The major allergens from the mouse and rat are lipocalin proteins produced by the liver and excreted in the urine. Excretion is under hormonal control, and levels of the protein complex Mus m 1 is 4-fold higher in urine from mature male mice than from female mice (Hastie et al., 1979; Lorusson et al., 1986; Price, 1987).
The allergens are found on particles over a considerable size range, including those >10 µm in aerodynamic diameter (Platt-Mills et al., 1986; Price and Longbottom, 1988; Sakaguchi et al., 1989; Hollander et al., 1998). Contact with contaminated bedding seems to be a major source of allergen exposure (Gordon et al., 1992).
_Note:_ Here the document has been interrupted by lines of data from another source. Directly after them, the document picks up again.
use flate2::read::GzDecoder;
use serde::Deserialize;
use std::collections::{BTreeMap, BTreeSet};
use std::fs::File;
use std::io::{BufReader, Read};
use std::path::Path;
use walkdir::WalkDir;

use crate::data::{
    BaseStats, DataSnapshot, EncounterKind, EventData, Evolution, EvolutionMethod, ItemClassification,
    ItemData, LearnsetMove, LocationData, MapData, MoveId, RegionData, SpeciesData, SpeciesId,
    StarterData, StaticPokemonData, TrainerData, VersionMap, VersionedText, Warp, NUM_TYPES,
};
use crate::{RandomizerError, Result};

#[derive(Deserialize)]
struct RawSnapshot {
    constants: BTreeMap<String, i64>,
    #[serde(default)]
    ram_addresses: VersionMap<BTreeMap<String, u32>>,
    #[serde(default)]
    rom_addresses: VersionMap<BTreeMap<String, u32>>,
    #[serde(default)]
    tmhm_moves: Vec<MoveId>,
    species: Vec<RawSpecies>,
    #[serde(default)]
    maps: BTreeMap<String, MapData>,
    #[serde(default)]
    trainers: Vec<TrainerData>,
    #[serde(default)]
    starters: BTreeMap<String, StarterData>,
    #[serde(default)]
    legendary_pokemon: BTreeMap<String, StaticPokemonData>,
    #[serde(default)]
    misc_pokemon: BTreeMap<String, StaticPokemonData>,
    #[serde(default)]
    locations: BTreeMap<String, RawLocation>,
    #[serde(default)]
    events: BTreeMap<String, RawEvent>,
    #[serde(default)]
    items: BTreeMap<String, RawItem>,
    #[serde(default)]
    regions: BTreeMap<String, RawRegion>,
    #[serde(default)]
    warp_names: BTreeMap<String, String>,
    #[serde(default)]
    warp_map: BTreeMap<String, Option<String>>,
}

#[derive(Deserialize)]
struct RawSpecies {
    id_name: String,
    name: String,
    species_id: SpeciesId,
    national_dex_number: u16,
    base_stats: [u8; 6],
    types: [u8; 2],
    abilities: [u8; 2],
    #[serde(default)]
    evolutions: Vec<RawEvolution>,
    catch_rate: u8,
    friendship: u8,
    learnset: Vec<LearnsetMove>,
    /// Hex string, `0x` prefix optional.
    tmhm_learnset: String,
    #[serde(default)]
    learnset_address: VersionMap<u32>,
    #[serde(default)]
    address: VersionMap<u32>,
}

#[derive(Deserialize)]
struct RawEvolution {
    method: String,
    param: u16,
    species: SpeciesId,
}

#[derive(Deserialize)]
struct RawLocation {
    name: String,
    default_item: u16,
    flag: u16,
    #[serde(default)]
    address: VersionMap<u32>,
    #[serde(default)]
    tags: BTreeSet<String>,
}

#[derive(Deserialize)]
struct RawEvent {
    name: VersionedText,
    item: VersionedText,
}

#[derive(Deserialize)]
struct RawItem {
    name: String,
    classification: String,
    #[serde(default)]
    tags: BTreeSet<String>,
}

#[derive(Deserialize)]
struct RawRegion {
    name: String,
    #[serde(default)]
    parent_map: Option<String>,
    #[serde(default)]
    encounter_region: String,
    #[serde(default)]
    has_land: bool,
    #[serde(default)]
    has_water: bool,
    #[serde(default)]
    has_fishing: bool,
    #[serde(default)]
    exits: Vec<String>,
    #[serde(default)]
    warps: Vec<String>,
    #[serde(default)]
    locations: Vec<String>,
    #[serde(default)]
    events: Vec<String>,
}

fn config(msg: String) -> RandomizerError {
    RandomizerError::Config(msg)
}

fn open_json(path: &Path) -> Result<Box<dyn Read>> {
    let file = BufReader::new(File::open(path)?);
    let gzipped = path.extension().map_or(false, |ext| ext == "gz");
    Ok(if gzipped {
        Box::new(GzDecoder::new(file))
    } else {
        Box::new(file)
    })
}

fn read_region_files(dir: &Path) -> Result<Vec<BTreeMap<String, RawRegion>>> {
    let mut files = Vec::new();
    for entry in WalkDir::new(dir).sort_by_file_name() {
        let entry = entry?;
        let is_json = entry.path().extension().map_or(false, |ext| ext == "json");
        if !entry.file_type().is_file() || !is_json {
            continue;
        }
        let regions: BTreeMap<String, RawRegion> = serde_json::from_reader(open_json(entry.path())?)
            .map_err(|err| config(format!("{}: {err}", entry.path().display())))?;
        log::debug!("Loaded {} regions from {}", regions.len(), entry.path().display());
        files.push(regions);
    }
    Ok(files)
}

impl DataSnapshot {
    pub fn from_json_str(json: &str) -> Result<Self> {
        let raw: RawSnapshot = serde_json::from_str(json)?;
        build(raw, Vec::new())
    }

    pub fn from_reader<R: Read>(reader: R) -> Result<Self> {
        let raw: RawSnapshot = serde_json::from_reader(reader)?;
        build(raw, Vec::new())
    }

    /// Loads a snapshot file; `.gz` files are decompressed on the fly.
    pub fn load(path: &Path) -> Result<Self> {
        let raw: RawSnapshot = serde_json::from_reader(open_json(path)?)?;
        let snapshot = build(raw, Vec::new())?;
        log::info!(
            "Loaded snapshot {} ({} species, {} maps)",
            path.display(),
            snapshot.species.len(),
            snapshot.maps.len()
        );
        Ok(snapshot)
    }

    /// Loads a snapshot and merges every region file found under `regions_dir`.
    pub fn load_with_regions(path: &Path, regions_dir: &Path) -> Result<Self> {
        let raw: RawSnapshot = serde_json::from_reader(open_json(path)?)?;
        let region_files = read_region_files(regions_dir)?;
        build(raw, region_files)
    }
}

fn build(raw: RawSnapshot, region_files: Vec<BTreeMap<String, RawRegion>>) -> Result<DataSnapshot> {
    let species = build_species(raw.species)?;

    for (map_name, map) in &raw.maps {
        for kind in EncounterKind::ALL {
            let Some(table) = map.table(kind) else { continue };
            for slot in table.slots.values().flatten() {
                if !species.contains_key(&slot.species_id) {
                    return Err(config(format!(
                        "{map_name} encounter references unknown species {}",
                        slot.species_id
                    )));
                }
            }
        }
    }

    let mut raw_regions: BTreeMap<String, RawRegion> = raw.regions;
    for file in region_files {
        for (id, region) in file {
            if raw_regions.contains_key(&id) {
                return Err(config(format!("Region [{id}] was defined multiple times")));
            }
            raw_regions.insert(id, region);
        }
    }

    let mut raw_locations = raw.locations;
    let mut raw_events = raw.events;
    let mut regions = BTreeMap::new();
    let mut locations = BTreeMap::new();
    let mut events = BTreeMap::new();
    let mut warps = BTreeMap::new();

    for (region_id, region) in raw_regions {
        if let Some(parent) = &region.parent_map {
            if !raw.maps.contains_key(parent) {
                return Err(config(format!("Region [{region_id}] has unknown parent map {parent}")));
            }
        }

        for location_id in &region.locations {
            if locations.contains_key(location_id) {
                return Err(config(format!("Location [{location_id}] was claimed by multiple regions")));
            }
            let location = raw_locations.remove(location_id).ok_or_else(|| {
                config(format!("Region [{region_id}] references unknown location {location_id}"))
            })?;
            locations.insert(
                location_id.clone(),
                LocationData {
                    id: location_id.clone(),
                    name: location.name,
                    parent_region_id: region_id.clone(),
                    default_item: location.default_item,
                    address: location.address,
                    flag: location.flag,
                    tags: location.tags,
                },
            );
        }

        for event_id in &region.events {
            if events.contains_key(event_id) {
                return Err(config(format!("Event [{event_id}] was claimed by multiple regions")));
            }
            let event = raw_events.remove(event_id).ok_or_else(|| {
                config(format!("Region [{region_id}] references unknown event {event_id}"))
            })?;
            events.insert(
                event_id.clone(),
                EventData {
                    id: event_id.clone(),
                    name: event.name,
                    item: event.item,
                    parent_region_id: region_id.clone(),
                },
            );
        }

        for encoded in &region.warps {
            if warps.contains_key(encoded) {
                return Err(config(format!("Warp [{encoded}] was claimed by multiple regions")));
            }
            let mut warp = Warp::decode(encoded)?;
            warp.name = raw.warp_names.get(encoded).cloned();
            warp.parent_region_id = Some(region_id.clone());
            warps.insert(encoded.clone(), warp);
        }

        let mut region_events = region.events;
        region_events.sort();
        regions.insert(
            region_id.clone(),
            RegionData {
                id: region_id,
                name: region.name,
                parent_map: region.parent_map,
                encounter_region: region.encounter_region,
                has_land: region.has_land,
                has_water: region.has_water,
                has_fishing: region.has_fishing,
                exits: region.exits,
                warps: region.warps,
                locations: region.locations,
                events: region_events,
            },
        );
    }

    let mut items = BTreeMap::new();
    for (constant_name, item) in raw.items {
        let classification = ItemClassification::parse(&item.classification).ok_or_else(|| {
            config(format!(
                "Could not parse item classification {} for {constant_name}",
                item.classification
            ))
        })?;
        let item_id = raw
            .constants
            .get(&constant_name)
            .and_then(|&code| u16::try_from(code).ok())
            .ok_or_else(|| config(format!("Item {constant_name} has no valid constant")))?;
        items.insert(
            item_id,
            ItemData {
                name: item.name,
                item_id,
                classification,
                tags: item.tags,
            },
        );
    }

    let mut trainers: BTreeMap<u16, TrainerData> = BTreeMap::new();
    for trainer in raw.trainers {
        if let Some(existing) = trainers.get(&trainer.trainer_id) {
            return Err(config(format!(
                "{} and {} share trainer id {}",
                existing.name, trainer.name, trainer.trainer_id
            )));
        }
        trainers.insert(trainer.trainer_id, trainer);
    }

    Ok(DataSnapshot {
        constants: raw.constants,
        ram_addresses: raw.ram_addresses,
        rom_addresses: raw.rom_addresses,
        tmhm_moves: raw.tmhm_moves,
        species,
        maps: raw.maps,
        trainers,
        starters: raw.starters,
        legendary_pokemon: raw.legendary_pokemon,
        misc_pokemon: raw.misc_pokemon,
        events,
        locations,
        items,
        regions,
        warps,
        warp_map: raw.warp_map,
    })
}

fn build_species(raw: Vec<RawSpecies>) -> Result<BTreeMap<SpeciesId, SpeciesData>> {
    let mut species: BTreeMap<SpeciesId, SpeciesData> = BTreeMap::new();
    for s in raw {
        if let Some(existing) = species.get(&s.species_id) {
            return Err(config(format!(
                "{} and {} share species id {}",
                existing.id_name, s.id_name, s.species_id
            )));
        }
        if s.types.iter().any(|&t| t >= NUM_TYPES) {
            return Err(config(format!("{} has an invalid type {:?}", s.id_name, s.types)));
        }
        let hex = s.tmhm_learnset.trim_start_matches("0x");
        let tm_hm_compatibility = u64::from_str_radix(hex, 16)
            .map_err(|_| config(format!("{} has a malformed TM/HM learnset", s.id_name)))?;
        let evolutions = s
            .evolutions
            .iter()
            .map(|evo| {
                let method = EvolutionMethod::parse(&evo.method).ok_or_else(|| {
                    config(format!("{} has unknown evolution method {}", s.id_name, evo.method))
                })?;
                Ok(Evolution {
                    method,
                    param: evo.param,
                    species_id: evo.species,
                })
            })
            .collect::<Result<Vec<_>>>()?;

        species.insert(
            s.species_id,
            SpeciesData {
                id_name: s.id_name,
                name: s.name,
                species_id: s.species_id,
                national_dex_number: s.national_dex_number,
                base_stats: BaseStats::from_array(s.base_stats),
                types: (s.types[0], s.types[1]),
                abilities: (s.abilities[0], s.abilities[1]),
                evolutions,
                pre_evolution: None,
                catch_rate: s.catch_rate,
                friendship: s.friendship,
                learnset: s.learnset,
                tm_hm_compatibility,
                learnset_address: s.learnset_address,
                address: s.address,
            },
        );
    }

    link_pre_evolutions(&mut species)?;
    Ok(species)
}

/// Fills in `pre_evolution`, rejecting anything that is not a forest.
pub(crate) fn link_pre_evolutions(species: &mut BTreeMap<SpeciesId, SpeciesData>) -> Result<()> {
    let links: Vec<(SpeciesId, SpeciesId)> = species
        .values()
        .flat_map(|s| s.evolutions.iter().map(move |e| (s.species_id, e.species_id)))
        .collect();

    for (from, to) in links {
        let target = species
            .get_mut(&to)
            .ok_or_else(|| config(format!("species {from} evolves into unknown species {to}")))?;
        match target.pre_evolution {
            Some(existing) if existing != from => {
                return Err(config(format!(
                    "{} has multiple pre-evolutions ({existing} and {from})",
                    target.id_name
                )));
            }
            _ => target.pre_evolution = Some(from),
        }
    }
    Ok(())
}
use rand::{rngs::StdRng, seq::SliceRandom};
use std::collections::BTreeSet;

use crate::data::{LearnsetMove, MoveId};
use crate::options::RandomizeMoves;
use crate::tables::{DAMAGING_MOVES, HM_MOVES, MOVE_BLACKLIST};
use crate::{RandomizationContext, RandomizerError, Result};

fn random_move(rng: &mut StdRng, legal: &[MoveId], exclude: &BTreeSet<MoveId>) -> Result<MoveId> {
    let allowed: Vec<MoveId> = legal.iter().copied().filter(|m| !exclude.contains(m)).collect();
    allowed.choose(rng).copied().ok_or_else(|| {
        RandomizerError::Config("no legal moves left after applying the move blacklist".to_string())
    })
}

fn random_damaging_move(rng: &mut StdRng, exclude: &BTreeSet<MoveId>) -> Result<MoveId> {
    random_move(rng, DAMAGING_MOVES, exclude)
}

pub(crate) fn randomize_moves(ctx: &mut RandomizationContext) -> Result<()> {
    let option = ctx.settings.moves;
    if option == RandomizeMoves::Vanilla {
        return Ok(());
    }

    let moves_count = ctx.data.constant("MOVES_COUNT")?;
    let legal: Vec<MoveId> = (0..moves_count)
        .filter_map(|id| MoveId::try_from(id).ok())
        .filter(|m| !HM_MOVES.contains(m) && !MOVE_BLACKLIST.contains(m))
        .collect();

    let RandomizationContext {
        rng,
        species,
        blacklists,
        ..
    } = ctx;

    for s in species.values_mut() {
        let old = &s.learnset;
        let mut new: Vec<LearnsetMove> = Vec::with_capacity(old.len());
        let used = |new: &[LearnsetMove]| -> BTreeSet<MoveId> {
            new.iter().map(|m| m.move_id).collect()
        };

        // Every species starts with four level 0 entries; up to three of them are empty.
        let mut index = 0;
        while index < old.len() && old[index].move_id == 0 {
            let move_id = if option == RandomizeMoves::StartWithFourMoves {
                let mut exclude = used(&new);
                exclude.extend(blacklists.moves.iter().copied());
                random_move(rng, &legal, &exclude)?
            } else {
                0
            };
            new.push(LearnsetMove {
                level: old[index].level,
                move_id,
            });
            index += 1;
        }

        while index < old.len() {
            let move_id = if index == 3 {
                random_damaging_move(rng, &used(&new))?
            } else {
                let mut exclude = used(&new);
                exclude.extend(blacklists.moves.iter().copied());
                random_move(rng, &legal, &exclude)?
            };
            new.push(LearnsetMove {
                level: old[index].level,
                move_id,
            });
            index += 1;
        }

        s.learnset = new;
    }

    log::info!("Randomized learnsets ({option:?})");
    Ok(())
}
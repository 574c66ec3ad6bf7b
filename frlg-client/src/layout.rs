use std::collections::{BTreeMap, BTreeSet};

use frlg_core::data::{DataSnapshot, GameVersion, BASE_OFFSET};

use crate::transport::Guard;

// Offsets into the save blocks.
pub(crate) const FLAGS_OFFSET: u32 = 0x1090;
pub(crate) const FLAGS_CONTINUED_OFFSET: u32 = 0x1120;
pub(crate) const FLAGS_CHUNK_LEN: usize = 0x90;
pub(crate) const CAUGHT_OFFSET: u32 = 0x18 + 0x10;
pub(crate) const CAUGHT_LEN: usize = 0x34;
pub(crate) const RECEIVED_COUNT_OFFSET: u32 = 0x3D88;

/// Progress flags mirrored to the host for trackers, in bit order.
pub const TRACKER_EVENT_FLAGS: [&str; 20] = [
    "FLAG_DEFEATED_BROCK",
    "FLAG_DEFEATED_MISTY",
    "FLAG_DEFEATED_LT_SURGE",
    "FLAG_DEFEATED_ERIKA",
    "FLAG_DEFEATED_KOGA",
    "FLAG_DEFEATED_SABRINA",
    "FLAG_DEFEATED_BLAINE",
    "FLAG_DEFEATED_LEADER_GIOVANNI",
    "FLAG_DELIVERED_OAKS_PARCEL",
    "FLAG_DEFEATED_ROUTE22_RIVAL",
    // Bill saved in the Sea Cottage.
    "FLAG_GOT_SS_TICKET",
    "FLAG_RESCUED_MR_FUJI",
    // Silph Co. liberated.
    "FLAG_HIDE_SAFFRON_ROCKETS",
    // Network Machine restored.
    "FLAG_SYS_CAN_LINK_WITH_RS",
    "FLAG_RESCUED_LOSTELLE",
    "FLAG_SEVII_DETOUR_FINISHED",
    // Lorelei helped in Icefall Cave.
    "FLAG_HIDE_RUIN_VALLEY_SCIENTIST",
    "FLAG_LEARNED_YES_NAH_CHANSEY",
    "FLAG_DEFEATED_CHAMP",
    "FLAG_PURCHASED_LEMONADE",
];

const CHAMPION_TRAINERS: [&str; 3] = [
    "TRAINER_CHAMPION_FIRST_BULBASAUR",
    "TRAINER_CHAMPION_FIRST_CHARMANDER",
    "TRAINER_CHAMPION_FIRST_SQUIRTLE",
];

/// Fixed addresses for one game release.
#[derive(Debug, Clone, PartialEq, Eq)]
pub struct MemoryLayout {
    pub version: GameVersion,
    /// `gMain.callback2`.
    pub main_callback: u32,
    /// Thumb address `gMain.callback2` holds while the overworld runs.
    pub overworld_callback: u32,
    pub save_block_1_ptr: u32,
    pub save_block_2_ptr: u32,
    pub received_item: u32,
    pub archipelago_info: u32,
}

impl MemoryLayout {
    pub fn for_version(data: &DataSnapshot, version: GameVersion) -> frlg_core::Result<Self> {
        Ok(MemoryLayout {
            version,
            main_callback: data.ram_address(version, "gMain")? + 4,
            overworld_callback: data.ram_address(version, "CB2_Overworld")? + 1,
            save_block_1_ptr: data.ram_address(version, "gSaveBlock1Ptr")?,
            save_block_2_ptr: data.ram_address(version, "gSaveBlock2Ptr")?,
            received_item: data.ram_address(version, "gArchipelagoReceivedItem")?,
            archipelago_info: data.rom_address(version, "gArchipelagoInfo")?,
        })
    }

    pub(crate) fn overworld_guard(&self) -> Guard {
        Guard::bus(self.main_callback, self.overworld_callback.to_le_bytes().to_vec())
    }
}

/// Which event flags mean what to the reconciler.
#[derive(Debug, Clone, PartialEq, Eq)]
pub struct FlagLayout {
    pub goal_flags: BTreeSet<u32>,
    /// Flag id to its bit in the tracker bitfield.
    pub tracker_flags: BTreeMap<u32, usize>,
}

fn flag_constant(data: &DataSnapshot, name: &str) -> frlg_core::Result<u32> {
    let value = data.constant(name)?;
    u32::try_from(value)
        .map_err(|_| frlg_core::RandomizerError::Config(format!("{name} = {value} is not a flag id")))
}

impl FlagLayout {
    pub fn from_snapshot(data: &DataSnapshot) -> frlg_core::Result<Self> {
        let trainer_flags_start = flag_constant(data, "TRAINER_FLAGS_START")?;
        let mut goal_flags = BTreeSet::from([flag_constant(data, "FLAG_DEFEATED_CHAMP")?]);
        for trainer in CHAMPION_TRAINERS {
            goal_flags.insert(trainer_flags_start + flag_constant(data, trainer)?);
        }

        let tracker_flags = TRACKER_EVENT_FLAGS
            .iter()
            .enumerate()
            .map(|(bit, name)| Ok((flag_constant(data, name)?, bit)))
            .collect::<frlg_core::Result<_>>()?;

        Ok(FlagLayout { goal_flags, tracker_flags })
    }
}

/// Location id the host uses for an in-game flag.
pub fn offset_flag(flag: u32) -> u32 {
    flag + BASE_OFFSET
}

/// In-game item id for a host item code; `None` when the code is outside the game's range.
pub fn reverse_offset_item_value(item: u32) -> Option<u16> {
    item.checked_sub(BASE_OFFSET).and_then(|id| u16::try_from(id).ok())
}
Personal exposure to rat and mouse urinary allergens differs between jobs, but more so between facilities, probably because of differences in task performance and technology (Hollander et al., 1998). Reduction of exposure to allergen can be achieved by the use of ventilated systems both for housing and handling animals. The exposure is reduced 20-fold when the handling of rats is performed in a ventilated cabinet compared with handling on an open bench (Gordon et al., 1997). The exposure is reduced when the cage changing is performed on a ventilated changing table (Kacergis et al., 1996) and the ambient allergen level is reduced through housing mice in individually ventilated cages with negative air exhaust pressure (Reeb-Whitaker et al., 1999).
An exposure–response relationship between the prevalence rate of sensitization to rat allergens and exposure intensity has been observed (Hollander et al., 1997; Heederik et al., 1999), and a 10-fold reduction of aeroallergen exposure has been proposed as clinically meaningful (Reeb-Whitaker et al., 1999).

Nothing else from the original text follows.